Allo stesso modo alcuni autori propongono di inquadrare le problematiche etiche suscitate dalla scienza all'interno del più vasto panorama delle riflessioni etiche in generale. In altri termini potremmo dire che la dimensione etica è intrinseca al sapere tecnico-scientifico in quanto sapere "umano" ». Anche senza risposte certe, l'uomo è tenuto in quanto uomo e poi in quanto scienziato ad agire ab initio in modo etico, e non deve esserci un etica sovraimposta alla scienza in un secondo momento ma la scienza stessa dovrebbe avere una riflessione sul proprio agire. Allontanandoci dal mondo della sanità, il problema del rapporto etica-scienza riguarda anche l'uso della biotecnologia, per esempio, nell'agricoltura. È etico sfamare oggi a minor prezzo più persone sottovalutando un possibile rischio cancerogeno futuro? È importante riflettere prima, per sapere che strada vogliamo percorrere.
«Gatto del Cheshire », chiese Alice. «Mi diresti per favore, che strada devo prendere per andarmene da qui? » «Dipende molto da dove vuoi andare », disse il Gatto. «Non mi importa molto il dove », disse Alice. “Allora non importa quale strada prendi», disse il Gatto. (Charles "Lewis Carroll" Dodgson).

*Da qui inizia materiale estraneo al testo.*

#[async_trait]
impl ExecutionStore for MemoryExecutionStore {
    fn shard_id(&self) -> i32 {
        self.shard_id
    }

    async fn create_workflow_execution(
        &self,
        request: CreateWorkflowExecutionRequest,
    ) -> Result<CreateWorkflowExecutionResponse, PortsError> {
        request.validate()?;
        let shard_id = self.shard_id;

        self.write_partition(|partition| {
            partition.check_range(shard_id, request.range_id)?;

            let execution = &request.execution;
            let conflict = partition.executions.values().find(|record| {
                record.info.workflow_id == execution.workflow_id
                    && (record.info.run_id == execution.run_id || record.info.state.is_open())
            });
            if let Some(existing) = conflict {
                return Err(PortsError::already_started(
                    existing.info.workflow_id.clone(),
                    existing.info.run_id.clone(),
                ));
            }

            let info = WorkflowExecutionInfo {
                workflow_id: execution.workflow_id.clone(),
                run_id: execution.run_id.clone(),
                task_list: request.task_list.clone(),
                history: request.history.clone(),
                execution_context: request.execution_context.clone(),
                state: WorkflowState::Created,
                next_event_id: request.next_event_id,
                last_processed_event: request.last_processed_event,
                decision_pending: true,
                last_updated_timestamp: Utc::now(),
            };
            check_task_keys(partition, &request.transfer_tasks, &request.timer_tasks, None)?;
            append_tasks(
                partition,
                execution,
                &request.transfer_tasks,
                &request.timer_tasks,
            );
            partition.executions.insert(
                execution.clone(),
                ExecutionRecord {
                    info,
                    activities: HashMap::new(),
                    timers: HashMap::new(),
                },
            );

            debug!(
                shard_id,
                %execution,
                transfer_tasks = request.transfer_tasks.len(),
                timer_tasks = request.timer_tasks.len(),
                "Created workflow execution"
            );
            Ok(CreateWorkflowExecutionResponse {
                task_id: request.transfer_tasks.first().map(Task::task_id),
            })
        })
    }

    async fn update_workflow_execution(
        &self,
        request: UpdateWorkflowExecutionRequest,
    ) -> Result<(), PortsError> {
        request.validate()?;
        let shard_id = self.shard_id;
        let execution = request.execution();

        self.write_partition(|partition| {
            if let Some(range_id) = request.range_id {
                partition.check_range(shard_id, range_id)?;
            }

            let current = partition
                .executions
                .get(&execution)
                .ok_or_else(|| execution_not_found(&execution))?
                .info
                .next_event_id;
            if current != request.condition {
                return Err(PortsError::condition_failed(
                    "WorkflowExecution",
                    execution.to_string(),
                    request.condition,
                    current,
                ));
            }
            check_task_keys(
                partition,
                &request.transfer_tasks,
                &request.timer_tasks,
                request.delete_timer_task,
            )?;

            if let Some(record) = partition.executions.get_mut(&execution) {
                record.info = WorkflowExecutionInfo {
                    last_updated_timestamp: Utc::now(),
                    ..request.execution_info.clone()
                };
                for info in &request.upsert_activity_infos {
                    record.activities.insert(info.schedule_id, info.clone());
                }
                if let Some(schedule_id) = request.delete_activity_info {
                    record.activities.remove(&schedule_id);
                }
                for info in &request.upsert_timer_infos {
                    record.timers.insert(info.timer_id.clone(), info.clone());
                }
                for timer_id in &request.delete_timer_infos {
                    record.timers.remove(timer_id);
                }
            }

            if let Some(task_id) = request.delete_timer_task {
                partition.timer_tasks.remove(&SequenceId::from_raw(task_id));
            }
            append_tasks(
                partition,
                &execution,
                &request.transfer_tasks,
                &request.timer_tasks,
            );

            debug!(
                shard_id,
                %execution,
                condition = request.condition,
                next_event_id = request.execution_info.next_event_id,
                "Updated workflow execution"
            );
            Ok(())
        })
    }

    async fn delete_workflow_execution(
        &self,
        info: &WorkflowExecutionInfo,
    ) -> Result<(), PortsError> {
        let execution = info.execution();
        let owned = |workflow_id: &str, run_id: &str| {
            workflow_id == execution.workflow_id && run_id == execution.run_id
        };

        let mut partitions = self.inner.partitions.lock();
        let Some(partition) = partitions.get_mut(&self.shard_id) else {
            return Ok(());
        };
        let removed = partition.executions.remove(&execution).is_some();
        partition
            .transfer_tasks
            .retain(|_, row| !owned(row.workflow_id.as_str(), row.run_id.as_str()));
        partition
            .timer_tasks
            .retain(|_, row| !owned(row.workflow_id.as_str(), row.run_id.as_str()));
        debug!(shard_id = self.shard_id, %execution, removed, "Deleted workflow execution");
        Ok(())
    }

    async fn get_workflow_execution_info(
        &self,
        execution: &WorkflowExecution,
    ) -> Result<WorkflowExecutionInfo, PortsError> {
        self.read_partition(|p| p.executions.get(execution).map(|record| record.info.clone()))
            .flatten()
            .ok_or_else(|| execution_not_found(execution))
    }

    async fn get_workflow_mutable_state(
        &self,
        execution: &WorkflowExecution,
    ) -> Result<WorkflowMutableState, PortsError> {
        self.read_partition(|p| {
            p.executions.get(execution).map(|record| WorkflowMutableState {
                activity_infos: record.activities.clone(),
                timer_infos: record.timers.clone(),
            })
        })
        .flatten()
        .ok_or_else(|| execution_not_found(execution))
    }

    async fn get_transfer_tasks(
        &self,
        read_level: i64,
        batch_size: usize,
    ) -> Result<Vec<TransferTaskInfo>, PortsError> {
        Ok(self
            .read_partition(|p| {
                p.transfer_tasks
                    .range((Bound::Excluded(read_level), Bound::Unbounded))
                    .take(batch_size)
                    .map(|(_, row)| row.clone())
                    .collect()
            })
            .unwrap_or_default())
    }

    async fn complete_transfer_task(
        &self,
        execution: &WorkflowExecution,
        task_id: i64,
    ) -> Result<(), PortsError> {
        self.write_partition(|p| {
            let owned = p
                .transfer_tasks
                .get(&task_id)
                .is_some_and(|row| {
                    row.workflow_id == execution.workflow_id && row.run_id == execution.run_id
                });
            if !owned {
                return Err(PortsError::not_found(
                    "TransferTask",
                    format!("{execution}#{task_id}"),
                ));
            }
            p.transfer_tasks.remove(&task_id);
            Ok(())
        })
    }

    async fn get_timer_index_tasks(
        &self,
        min_exclusive: SequenceId,
        max_inclusive: SequenceId,
    ) -> Result<Vec<TimerTaskInfo>, PortsError> {
        if min_exclusive >= max_inclusive {
            return Ok(Vec::new());
        }
        Ok(self
            .read_partition(|p| {
                p.timer_tasks
                    .range((Bound::Excluded(min_exclusive), Bound::Included(max_inclusive)))
                    .map(|(_, row)| row.clone())
                    .collect()
            })
            .unwrap_or_default())
    }
}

Sala - Una nuova rivoluzione scientifica

Lo sviluppo tecnologico, dovuto alla nuova scienza inaugurata da Galileo e Newton nel Seicento, ha plasmato la nostra epoca e le sue caratteristiche come noi le conosciamo. Innanzitutto ha permesso un'azione più incisiva dell'uomo sull'ambiente, provocando lo sviluppo della produzione agricola prima e dell'industria poi. Da un lato questo ha garantito migliori condizioni di vita ai popoli, per lo meno quelli occidentali: maggior durata della vita, maggior disponibilità di cibo, migliori condizioni igieniche, allargamento diffuso del benessere economico, e molto altro.
D'altra parte spesso le tecnologie sono state applicate senza valutare i possibili effetti nocivi sull'ambiente o la limitata disponibilità delle risorse naturali: per esempio il motore a scoppio è stato usato senza pensare all'inquinamento dovuto alla combustione degli idrocarburi né alla loro limitata disponibilità quantitativa.

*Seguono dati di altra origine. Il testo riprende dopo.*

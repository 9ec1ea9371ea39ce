//! Task-list store port.
//!
//! Decision and activity tasks waiting for a poller, plus the lease that
//! fences who may complete them.

use std::collections::BTreeMap;

use async_trait::async_trait;
use cadenza_core::{TaskListInfo, TaskListType, WorkflowExecution};

use crate::error::PortsError;
use crate::request::{CompleteTaskRequest, GetTasksResponse};

/// Task lists keyed by `(name, task_type)`.
///
/// Leasing is exclusive: [`lease_task_list`](Self::lease_task_list) bumps the
/// list's `range_id`, and [`complete_task`](Self::complete_task) is only
/// accepted from the holder of the current one.
#[async_trait]
pub trait TaskStore: Send + Sync {
    /// Enqueue a decision task. Returns its task id.
    async fn create_decision_task(
        &self,
        execution: &WorkflowExecution,
        task_list: &str,
        schedule_id: i64,
    ) -> Result<i64, PortsError>;

    /// Enqueue one activity task per `schedule_id -> task_list` entry.
    /// Returns the task ids in `schedule_id` order.
    async fn create_activity_tasks(
        &self,
        execution: &WorkflowExecution,
        tasks: &BTreeMap<i64, String>,
    ) -> Result<Vec<i64>, PortsError>;

    /// Up to `batch_size` pending tasks, ascending by task id.
    async fn get_tasks(
        &self,
        task_list: &str,
        task_type: TaskListType,
        batch_size: usize,
    ) -> Result<GetTasksResponse, PortsError>;

    /// Remove a task and persist the lease's ack level.
    ///
    /// Fails with [`PortsError::ConditionFailed`] if the lease is stale.
    async fn complete_task(&self, request: CompleteTaskRequest) -> Result<(), PortsError>;

    /// Take (or renew) the lease: increments `range_id` unconditionally and
    /// returns it with the persisted ack level.
    async fn lease_task_list(
        &self,
        task_list: &str,
        task_type: TaskListType,
    ) -> Result<TaskListInfo, PortsError>;
}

Solo in tempi recenti è nata una sensibilità verso questi temi e si è capito che l'eccessiva antropizzazione del pianeta può peggiorare anche le condizioni di vita dell'uomo o addirittura metterle a repentaglio: penso per esempio al problema nucleare dovuto al terremoto in Giappone o a tragedie come quella di Chernobyl. In questi casi, come in molti altri, a differenza di Hiroshima e Nagasaki, non è stato l'uso bellico della tecnologia nucleare a provocare morti, ma quello pacifico,
Inoltre, l'uso massiccio di tecnologie sempre più avanzate nella vita di tutti i giorni ha reso gli uomini più deboli e impreparati ad una vita più naturale, oltre a introdurre delle artificiosità prima impensabili: ad esempio, il cibo è oggi trattato con molti additivi chimici e conservanti, confezionato con grande spreco di materiali quali la plastica e trasportato via aereo in giro per il mondo a discapito della sua qualità.


E' davvero questo il progresso? Io credo di no e penso che alcuni eccessi vadano combattuti. Tuttavia, tornare interamente indietro nel tempo non è possibile, né auspicabile. Io credo che la tecnologia possa rimediare alcuni dei problemi che essa stessa ha creato permettendoci di produrre energia pulita attraverso fonti rinnovabili, conoscere i meccanismi biologici per salvare gli ecosistemi in pericolo, creare materiali degradabili ed ecocompatibili e sostituire mezzi di produzione e trasporto obsoleti e dannosi. Per farlo ci vuole un cambiamento nella scienza e nella cultura, una tecnologia a dimensione umana e compatibile con l'ambiente. Solo così, per usare un'immagine forte, il futuro potrà essere degli uomini e non dei robot, protagonisti dell'immaginario della nostra epoca. Insomma, ci vuole un'altra rivoluzione scientifica, quattrocento anni dopo Galileo.